(Stored data entries)
- - - -

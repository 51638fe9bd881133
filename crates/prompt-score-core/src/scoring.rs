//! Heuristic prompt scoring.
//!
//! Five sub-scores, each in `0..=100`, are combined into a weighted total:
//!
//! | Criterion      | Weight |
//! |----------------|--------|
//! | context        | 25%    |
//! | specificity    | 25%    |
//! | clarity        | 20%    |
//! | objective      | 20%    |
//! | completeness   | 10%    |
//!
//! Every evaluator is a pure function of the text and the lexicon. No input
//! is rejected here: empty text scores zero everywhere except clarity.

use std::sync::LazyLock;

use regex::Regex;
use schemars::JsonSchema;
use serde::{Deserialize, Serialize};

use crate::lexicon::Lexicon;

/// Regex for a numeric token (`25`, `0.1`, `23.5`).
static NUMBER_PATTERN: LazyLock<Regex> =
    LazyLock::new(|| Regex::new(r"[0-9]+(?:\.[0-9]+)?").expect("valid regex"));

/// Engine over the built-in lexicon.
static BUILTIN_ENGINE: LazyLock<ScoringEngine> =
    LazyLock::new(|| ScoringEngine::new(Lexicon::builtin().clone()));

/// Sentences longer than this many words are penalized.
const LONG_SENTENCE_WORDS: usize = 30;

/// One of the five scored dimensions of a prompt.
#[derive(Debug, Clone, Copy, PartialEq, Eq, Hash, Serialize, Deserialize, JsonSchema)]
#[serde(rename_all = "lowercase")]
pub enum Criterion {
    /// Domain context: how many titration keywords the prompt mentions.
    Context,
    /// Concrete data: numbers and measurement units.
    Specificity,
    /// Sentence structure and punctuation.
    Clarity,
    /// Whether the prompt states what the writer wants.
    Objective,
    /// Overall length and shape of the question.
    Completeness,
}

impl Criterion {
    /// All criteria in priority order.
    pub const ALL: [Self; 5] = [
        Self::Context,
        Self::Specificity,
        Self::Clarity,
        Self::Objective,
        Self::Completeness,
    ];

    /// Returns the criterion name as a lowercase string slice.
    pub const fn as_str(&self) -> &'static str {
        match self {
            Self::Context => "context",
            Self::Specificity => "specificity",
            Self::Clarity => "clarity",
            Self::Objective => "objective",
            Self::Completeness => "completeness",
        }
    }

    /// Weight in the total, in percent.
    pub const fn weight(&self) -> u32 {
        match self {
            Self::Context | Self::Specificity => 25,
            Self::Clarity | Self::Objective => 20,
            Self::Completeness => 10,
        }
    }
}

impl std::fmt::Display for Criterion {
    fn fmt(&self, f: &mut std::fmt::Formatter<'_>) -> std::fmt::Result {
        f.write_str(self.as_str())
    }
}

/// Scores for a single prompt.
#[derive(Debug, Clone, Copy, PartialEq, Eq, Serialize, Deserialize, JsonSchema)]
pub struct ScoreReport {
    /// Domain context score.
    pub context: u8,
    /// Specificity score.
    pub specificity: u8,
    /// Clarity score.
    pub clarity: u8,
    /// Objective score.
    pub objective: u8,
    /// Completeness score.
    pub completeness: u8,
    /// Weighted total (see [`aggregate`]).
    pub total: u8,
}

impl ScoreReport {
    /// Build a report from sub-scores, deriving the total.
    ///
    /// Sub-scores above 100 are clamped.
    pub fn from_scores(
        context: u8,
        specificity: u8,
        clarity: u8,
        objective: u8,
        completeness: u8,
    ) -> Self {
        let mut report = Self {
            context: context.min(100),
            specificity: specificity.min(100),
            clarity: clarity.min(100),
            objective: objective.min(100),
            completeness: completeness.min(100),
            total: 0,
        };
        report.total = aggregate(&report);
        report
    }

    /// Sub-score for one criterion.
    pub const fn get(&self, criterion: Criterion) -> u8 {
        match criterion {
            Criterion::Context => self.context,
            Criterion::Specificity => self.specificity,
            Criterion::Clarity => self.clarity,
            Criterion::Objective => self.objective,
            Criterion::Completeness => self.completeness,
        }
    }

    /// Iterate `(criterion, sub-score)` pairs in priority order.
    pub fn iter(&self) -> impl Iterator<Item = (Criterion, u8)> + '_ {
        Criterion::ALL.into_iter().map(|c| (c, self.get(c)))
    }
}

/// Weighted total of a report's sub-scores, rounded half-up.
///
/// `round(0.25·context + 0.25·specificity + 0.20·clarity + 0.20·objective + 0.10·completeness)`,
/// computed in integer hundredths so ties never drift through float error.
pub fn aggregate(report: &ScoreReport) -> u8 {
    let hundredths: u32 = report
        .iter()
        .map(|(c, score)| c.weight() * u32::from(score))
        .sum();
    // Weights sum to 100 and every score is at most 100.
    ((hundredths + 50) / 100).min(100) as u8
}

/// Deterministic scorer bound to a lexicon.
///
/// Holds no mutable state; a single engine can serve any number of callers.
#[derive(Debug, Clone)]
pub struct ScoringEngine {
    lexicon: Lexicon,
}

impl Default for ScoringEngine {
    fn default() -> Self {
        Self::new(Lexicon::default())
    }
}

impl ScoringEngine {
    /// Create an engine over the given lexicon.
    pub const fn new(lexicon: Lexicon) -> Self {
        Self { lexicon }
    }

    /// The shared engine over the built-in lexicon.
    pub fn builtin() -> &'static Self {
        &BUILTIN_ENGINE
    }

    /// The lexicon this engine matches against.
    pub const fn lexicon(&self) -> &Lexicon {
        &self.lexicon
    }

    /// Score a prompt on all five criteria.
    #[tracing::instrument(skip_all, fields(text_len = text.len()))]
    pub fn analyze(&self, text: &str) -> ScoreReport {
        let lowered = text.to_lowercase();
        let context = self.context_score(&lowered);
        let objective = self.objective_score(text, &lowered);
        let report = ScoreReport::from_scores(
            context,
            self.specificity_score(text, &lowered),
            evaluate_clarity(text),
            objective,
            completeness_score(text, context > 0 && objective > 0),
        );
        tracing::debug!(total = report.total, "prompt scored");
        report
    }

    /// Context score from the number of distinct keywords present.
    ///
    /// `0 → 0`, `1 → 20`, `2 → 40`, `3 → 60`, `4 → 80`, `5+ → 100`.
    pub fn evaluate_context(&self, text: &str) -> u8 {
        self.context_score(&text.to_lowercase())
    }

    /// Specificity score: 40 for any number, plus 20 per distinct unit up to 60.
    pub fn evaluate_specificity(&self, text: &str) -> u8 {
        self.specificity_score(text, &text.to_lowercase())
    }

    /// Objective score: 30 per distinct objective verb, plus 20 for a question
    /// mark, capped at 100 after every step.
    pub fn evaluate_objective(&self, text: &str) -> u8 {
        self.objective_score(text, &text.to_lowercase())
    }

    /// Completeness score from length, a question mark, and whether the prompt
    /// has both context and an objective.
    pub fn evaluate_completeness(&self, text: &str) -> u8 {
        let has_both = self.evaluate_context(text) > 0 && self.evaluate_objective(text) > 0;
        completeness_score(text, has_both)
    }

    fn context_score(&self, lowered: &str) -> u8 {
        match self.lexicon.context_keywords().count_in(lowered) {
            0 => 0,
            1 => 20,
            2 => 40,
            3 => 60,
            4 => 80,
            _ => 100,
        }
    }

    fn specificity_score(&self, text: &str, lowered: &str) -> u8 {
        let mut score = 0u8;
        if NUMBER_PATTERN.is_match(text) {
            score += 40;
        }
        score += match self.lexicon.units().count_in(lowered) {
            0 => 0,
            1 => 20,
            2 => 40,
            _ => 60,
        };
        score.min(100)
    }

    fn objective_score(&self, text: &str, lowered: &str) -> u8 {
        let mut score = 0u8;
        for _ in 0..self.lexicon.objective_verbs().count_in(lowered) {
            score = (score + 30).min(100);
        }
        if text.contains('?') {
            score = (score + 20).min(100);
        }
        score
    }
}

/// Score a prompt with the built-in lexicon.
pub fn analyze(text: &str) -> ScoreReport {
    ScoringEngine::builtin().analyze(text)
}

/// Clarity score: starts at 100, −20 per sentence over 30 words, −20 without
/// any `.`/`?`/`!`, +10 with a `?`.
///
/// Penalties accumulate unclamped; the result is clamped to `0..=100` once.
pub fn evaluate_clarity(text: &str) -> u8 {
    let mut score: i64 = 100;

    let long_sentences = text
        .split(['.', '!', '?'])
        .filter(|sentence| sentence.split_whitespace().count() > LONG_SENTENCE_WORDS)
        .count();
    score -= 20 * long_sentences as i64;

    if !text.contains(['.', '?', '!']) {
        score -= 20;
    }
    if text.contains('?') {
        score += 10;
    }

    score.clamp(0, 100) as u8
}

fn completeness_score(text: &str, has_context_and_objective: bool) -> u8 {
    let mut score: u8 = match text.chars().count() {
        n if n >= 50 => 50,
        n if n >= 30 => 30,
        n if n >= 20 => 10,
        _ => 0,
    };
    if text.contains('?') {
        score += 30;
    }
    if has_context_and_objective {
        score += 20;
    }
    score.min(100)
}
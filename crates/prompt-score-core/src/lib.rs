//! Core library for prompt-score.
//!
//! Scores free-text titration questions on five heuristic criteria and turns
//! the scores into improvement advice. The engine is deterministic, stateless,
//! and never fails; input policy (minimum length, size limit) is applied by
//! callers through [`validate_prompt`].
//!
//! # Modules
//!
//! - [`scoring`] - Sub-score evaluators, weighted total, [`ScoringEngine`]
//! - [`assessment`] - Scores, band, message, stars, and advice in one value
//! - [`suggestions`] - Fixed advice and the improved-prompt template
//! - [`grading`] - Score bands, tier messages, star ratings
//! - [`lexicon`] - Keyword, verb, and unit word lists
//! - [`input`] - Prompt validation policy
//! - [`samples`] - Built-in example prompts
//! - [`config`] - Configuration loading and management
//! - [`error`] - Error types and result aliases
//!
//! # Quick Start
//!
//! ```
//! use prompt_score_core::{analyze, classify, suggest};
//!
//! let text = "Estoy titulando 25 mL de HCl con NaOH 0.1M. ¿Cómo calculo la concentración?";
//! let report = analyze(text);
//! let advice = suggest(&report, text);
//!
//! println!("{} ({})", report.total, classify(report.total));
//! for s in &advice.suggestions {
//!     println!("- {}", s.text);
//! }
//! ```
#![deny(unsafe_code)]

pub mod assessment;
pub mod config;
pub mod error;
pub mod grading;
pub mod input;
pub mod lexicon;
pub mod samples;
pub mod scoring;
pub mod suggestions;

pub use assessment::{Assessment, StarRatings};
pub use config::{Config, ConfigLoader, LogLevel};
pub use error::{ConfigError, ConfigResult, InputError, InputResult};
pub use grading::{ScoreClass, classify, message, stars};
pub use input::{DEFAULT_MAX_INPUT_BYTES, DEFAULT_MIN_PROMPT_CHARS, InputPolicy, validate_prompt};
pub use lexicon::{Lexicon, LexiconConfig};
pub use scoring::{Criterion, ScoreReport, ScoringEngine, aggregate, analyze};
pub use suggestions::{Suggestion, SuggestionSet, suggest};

- - - -

* [TASK STATEMENT]: Select the lines from the entries that include the word "units".

* [TASK SOLUTION]:
    /// Concrete data: numbers and measurement units.
        score += match self.lexicon.units().count_in(lowered) {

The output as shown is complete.